WORK INSTRUCTION -> Reproduce the first line of the entries that follow and each later line, word for word, ending with the one containing "let assignments = self.client.list_student_assignments().await?;".

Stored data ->
== Segment start ==
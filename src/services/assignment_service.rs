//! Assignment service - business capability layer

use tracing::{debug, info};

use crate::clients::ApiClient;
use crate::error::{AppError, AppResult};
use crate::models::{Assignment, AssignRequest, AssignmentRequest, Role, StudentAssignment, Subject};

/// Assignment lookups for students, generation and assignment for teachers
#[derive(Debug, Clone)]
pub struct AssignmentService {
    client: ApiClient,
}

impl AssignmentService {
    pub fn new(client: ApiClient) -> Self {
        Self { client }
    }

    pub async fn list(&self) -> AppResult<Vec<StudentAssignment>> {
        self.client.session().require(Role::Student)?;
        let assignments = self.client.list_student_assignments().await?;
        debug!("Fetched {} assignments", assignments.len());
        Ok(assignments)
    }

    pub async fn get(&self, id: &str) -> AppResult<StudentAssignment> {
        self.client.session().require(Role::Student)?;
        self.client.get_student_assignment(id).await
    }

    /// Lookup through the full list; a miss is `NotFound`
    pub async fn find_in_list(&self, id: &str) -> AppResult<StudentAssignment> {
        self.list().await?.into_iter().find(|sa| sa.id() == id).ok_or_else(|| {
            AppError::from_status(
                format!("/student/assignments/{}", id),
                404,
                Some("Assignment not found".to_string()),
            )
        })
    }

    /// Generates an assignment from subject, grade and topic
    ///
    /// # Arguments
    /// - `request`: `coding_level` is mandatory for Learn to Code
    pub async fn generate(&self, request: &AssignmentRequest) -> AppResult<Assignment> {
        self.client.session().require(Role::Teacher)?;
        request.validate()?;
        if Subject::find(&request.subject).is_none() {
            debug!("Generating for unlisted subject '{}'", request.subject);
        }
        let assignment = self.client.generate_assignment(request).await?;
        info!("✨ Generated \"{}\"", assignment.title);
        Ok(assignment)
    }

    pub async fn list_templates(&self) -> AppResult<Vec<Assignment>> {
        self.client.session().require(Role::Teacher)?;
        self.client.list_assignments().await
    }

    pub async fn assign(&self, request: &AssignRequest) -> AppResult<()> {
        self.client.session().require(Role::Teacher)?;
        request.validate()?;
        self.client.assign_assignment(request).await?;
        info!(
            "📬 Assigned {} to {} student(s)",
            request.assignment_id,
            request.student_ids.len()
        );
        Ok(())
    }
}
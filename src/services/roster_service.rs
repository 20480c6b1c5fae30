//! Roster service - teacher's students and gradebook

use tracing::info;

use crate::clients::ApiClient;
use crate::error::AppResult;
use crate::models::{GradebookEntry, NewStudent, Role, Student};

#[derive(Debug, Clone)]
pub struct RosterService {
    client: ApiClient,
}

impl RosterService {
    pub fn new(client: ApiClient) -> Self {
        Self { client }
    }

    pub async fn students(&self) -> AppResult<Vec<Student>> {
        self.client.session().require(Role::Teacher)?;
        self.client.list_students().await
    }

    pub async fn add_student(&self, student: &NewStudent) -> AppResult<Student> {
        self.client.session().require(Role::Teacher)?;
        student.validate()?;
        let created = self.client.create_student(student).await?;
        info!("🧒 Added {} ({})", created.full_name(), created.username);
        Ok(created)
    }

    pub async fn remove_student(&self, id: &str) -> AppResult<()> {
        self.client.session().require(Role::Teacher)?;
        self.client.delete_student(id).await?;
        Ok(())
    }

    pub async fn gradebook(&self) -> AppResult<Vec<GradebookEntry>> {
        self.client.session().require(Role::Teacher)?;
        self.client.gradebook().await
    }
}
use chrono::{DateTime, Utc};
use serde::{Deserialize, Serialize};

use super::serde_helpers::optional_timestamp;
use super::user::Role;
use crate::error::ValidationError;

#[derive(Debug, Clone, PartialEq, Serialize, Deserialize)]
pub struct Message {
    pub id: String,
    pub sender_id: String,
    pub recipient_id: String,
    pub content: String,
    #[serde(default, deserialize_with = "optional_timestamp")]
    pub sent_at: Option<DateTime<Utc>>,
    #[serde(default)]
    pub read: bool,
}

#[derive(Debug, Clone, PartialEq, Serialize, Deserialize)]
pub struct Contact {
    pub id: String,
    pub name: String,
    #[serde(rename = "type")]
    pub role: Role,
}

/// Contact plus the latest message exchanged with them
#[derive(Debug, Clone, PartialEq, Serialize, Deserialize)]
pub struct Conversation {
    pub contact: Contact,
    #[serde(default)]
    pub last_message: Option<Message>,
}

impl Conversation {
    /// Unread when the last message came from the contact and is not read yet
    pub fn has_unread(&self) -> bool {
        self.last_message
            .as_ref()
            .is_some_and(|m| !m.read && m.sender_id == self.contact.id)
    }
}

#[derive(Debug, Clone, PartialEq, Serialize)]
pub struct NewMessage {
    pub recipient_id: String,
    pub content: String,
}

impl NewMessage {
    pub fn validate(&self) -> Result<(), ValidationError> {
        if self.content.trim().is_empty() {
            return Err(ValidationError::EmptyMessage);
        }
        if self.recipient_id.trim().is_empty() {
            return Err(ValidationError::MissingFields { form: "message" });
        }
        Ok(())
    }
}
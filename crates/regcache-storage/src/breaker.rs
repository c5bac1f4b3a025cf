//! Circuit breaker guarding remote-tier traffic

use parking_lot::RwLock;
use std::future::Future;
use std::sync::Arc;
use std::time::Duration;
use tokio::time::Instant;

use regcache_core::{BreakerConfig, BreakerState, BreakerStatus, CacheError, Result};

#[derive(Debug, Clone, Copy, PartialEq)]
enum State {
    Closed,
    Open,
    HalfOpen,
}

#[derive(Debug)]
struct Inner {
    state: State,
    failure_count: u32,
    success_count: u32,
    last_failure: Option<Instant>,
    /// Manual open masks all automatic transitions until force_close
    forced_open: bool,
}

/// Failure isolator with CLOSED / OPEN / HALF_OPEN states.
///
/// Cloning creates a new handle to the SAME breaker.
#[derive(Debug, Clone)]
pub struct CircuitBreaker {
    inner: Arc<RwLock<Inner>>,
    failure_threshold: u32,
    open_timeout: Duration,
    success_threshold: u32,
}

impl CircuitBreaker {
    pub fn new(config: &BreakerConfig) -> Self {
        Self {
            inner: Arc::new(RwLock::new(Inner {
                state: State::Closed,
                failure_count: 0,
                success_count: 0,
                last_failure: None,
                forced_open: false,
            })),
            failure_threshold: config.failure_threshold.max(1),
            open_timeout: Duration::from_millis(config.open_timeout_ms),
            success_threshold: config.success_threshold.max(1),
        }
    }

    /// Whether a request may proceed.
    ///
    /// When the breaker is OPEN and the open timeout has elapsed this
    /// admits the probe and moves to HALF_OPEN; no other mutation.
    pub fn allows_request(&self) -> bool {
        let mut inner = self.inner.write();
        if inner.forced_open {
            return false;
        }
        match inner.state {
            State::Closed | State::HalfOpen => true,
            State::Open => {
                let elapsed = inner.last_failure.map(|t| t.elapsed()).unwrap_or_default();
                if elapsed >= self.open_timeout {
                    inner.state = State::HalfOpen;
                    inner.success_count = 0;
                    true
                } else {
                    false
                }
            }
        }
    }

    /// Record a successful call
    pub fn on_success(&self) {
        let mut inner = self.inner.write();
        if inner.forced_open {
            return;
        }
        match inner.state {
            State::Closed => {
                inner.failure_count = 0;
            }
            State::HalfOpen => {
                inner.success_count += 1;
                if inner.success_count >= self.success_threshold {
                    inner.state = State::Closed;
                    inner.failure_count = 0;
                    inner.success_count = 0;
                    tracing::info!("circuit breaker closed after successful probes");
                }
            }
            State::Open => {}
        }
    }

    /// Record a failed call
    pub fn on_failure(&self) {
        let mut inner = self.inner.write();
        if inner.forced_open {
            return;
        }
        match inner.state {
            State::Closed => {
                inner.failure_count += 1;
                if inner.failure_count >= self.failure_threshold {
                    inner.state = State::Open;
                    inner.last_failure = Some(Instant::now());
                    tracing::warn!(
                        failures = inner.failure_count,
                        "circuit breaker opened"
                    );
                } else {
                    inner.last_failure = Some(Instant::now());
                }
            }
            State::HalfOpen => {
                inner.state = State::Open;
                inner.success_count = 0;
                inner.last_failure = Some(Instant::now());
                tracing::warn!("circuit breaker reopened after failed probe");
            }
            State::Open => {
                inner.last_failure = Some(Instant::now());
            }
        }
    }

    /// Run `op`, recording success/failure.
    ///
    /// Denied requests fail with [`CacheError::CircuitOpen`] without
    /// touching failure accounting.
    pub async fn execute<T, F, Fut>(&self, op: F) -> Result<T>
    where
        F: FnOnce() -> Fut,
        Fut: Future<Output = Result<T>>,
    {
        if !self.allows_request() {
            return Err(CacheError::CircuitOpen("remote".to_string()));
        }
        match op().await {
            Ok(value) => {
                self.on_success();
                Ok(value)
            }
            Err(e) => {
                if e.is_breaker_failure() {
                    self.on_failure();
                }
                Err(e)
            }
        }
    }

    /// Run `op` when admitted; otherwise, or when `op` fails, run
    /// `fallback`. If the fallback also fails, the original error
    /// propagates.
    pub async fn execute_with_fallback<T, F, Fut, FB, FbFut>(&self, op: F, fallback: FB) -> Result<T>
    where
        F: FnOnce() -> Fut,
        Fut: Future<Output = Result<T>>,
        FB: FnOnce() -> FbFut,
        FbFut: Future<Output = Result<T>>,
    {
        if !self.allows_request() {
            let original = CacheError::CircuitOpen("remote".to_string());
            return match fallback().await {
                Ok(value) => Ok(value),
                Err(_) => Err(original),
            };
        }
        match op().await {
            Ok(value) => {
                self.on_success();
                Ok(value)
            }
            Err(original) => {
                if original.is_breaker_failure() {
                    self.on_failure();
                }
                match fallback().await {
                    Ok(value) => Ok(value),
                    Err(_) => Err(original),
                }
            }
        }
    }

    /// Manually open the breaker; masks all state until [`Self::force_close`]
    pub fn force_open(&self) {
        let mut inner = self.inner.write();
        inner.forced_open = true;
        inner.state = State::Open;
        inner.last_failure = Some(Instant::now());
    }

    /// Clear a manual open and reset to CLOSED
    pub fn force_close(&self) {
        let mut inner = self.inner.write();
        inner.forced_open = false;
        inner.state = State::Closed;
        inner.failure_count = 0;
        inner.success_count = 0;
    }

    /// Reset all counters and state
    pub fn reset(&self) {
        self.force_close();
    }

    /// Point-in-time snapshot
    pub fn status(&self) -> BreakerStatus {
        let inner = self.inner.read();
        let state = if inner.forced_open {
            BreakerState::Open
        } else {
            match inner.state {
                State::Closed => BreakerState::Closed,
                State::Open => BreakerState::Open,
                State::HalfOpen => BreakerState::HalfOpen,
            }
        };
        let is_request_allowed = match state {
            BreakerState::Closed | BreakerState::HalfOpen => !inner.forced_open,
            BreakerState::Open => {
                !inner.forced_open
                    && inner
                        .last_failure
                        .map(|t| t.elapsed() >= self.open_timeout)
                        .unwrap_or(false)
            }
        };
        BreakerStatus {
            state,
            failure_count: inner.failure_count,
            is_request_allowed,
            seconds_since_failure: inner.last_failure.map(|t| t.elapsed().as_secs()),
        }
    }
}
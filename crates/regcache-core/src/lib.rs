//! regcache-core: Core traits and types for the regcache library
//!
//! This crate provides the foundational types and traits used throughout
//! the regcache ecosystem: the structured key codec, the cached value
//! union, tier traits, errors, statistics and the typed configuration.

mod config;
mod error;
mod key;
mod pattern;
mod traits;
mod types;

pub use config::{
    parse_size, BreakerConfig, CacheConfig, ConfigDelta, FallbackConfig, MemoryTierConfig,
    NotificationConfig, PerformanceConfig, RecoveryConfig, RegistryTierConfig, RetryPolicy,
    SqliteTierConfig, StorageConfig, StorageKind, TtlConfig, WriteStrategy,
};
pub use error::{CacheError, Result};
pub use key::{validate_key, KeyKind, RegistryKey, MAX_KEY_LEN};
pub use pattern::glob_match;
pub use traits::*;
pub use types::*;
== Segment end ==
FINISHED EXERCISE ->
filename src/services/assignment_service.rs
//! Assignment service - business capability layer

use tracing::{debug, info};

use crate::clients::ApiClient;
use crate::error::{AppError, AppResult};
use crate::models::{Assignment, AssignRequest, AssignmentRequest, Role, StudentAssignment, Subject};

/// Assignment lookups for students, generation and assignment for teachers
#[derive(Debug, Clone)]
pub struct AssignmentService {
    client: ApiClient,
}

impl AssignmentService {
    pub fn new(client: ApiClient) -> Self {
        Self { client }
    }

    pub async fn list(&self) -> AppResult<Vec<StudentAssignment>> {
        self.client.session().require(Role::Student)?;
        let assignments = self.client.list_student_assignments().await?;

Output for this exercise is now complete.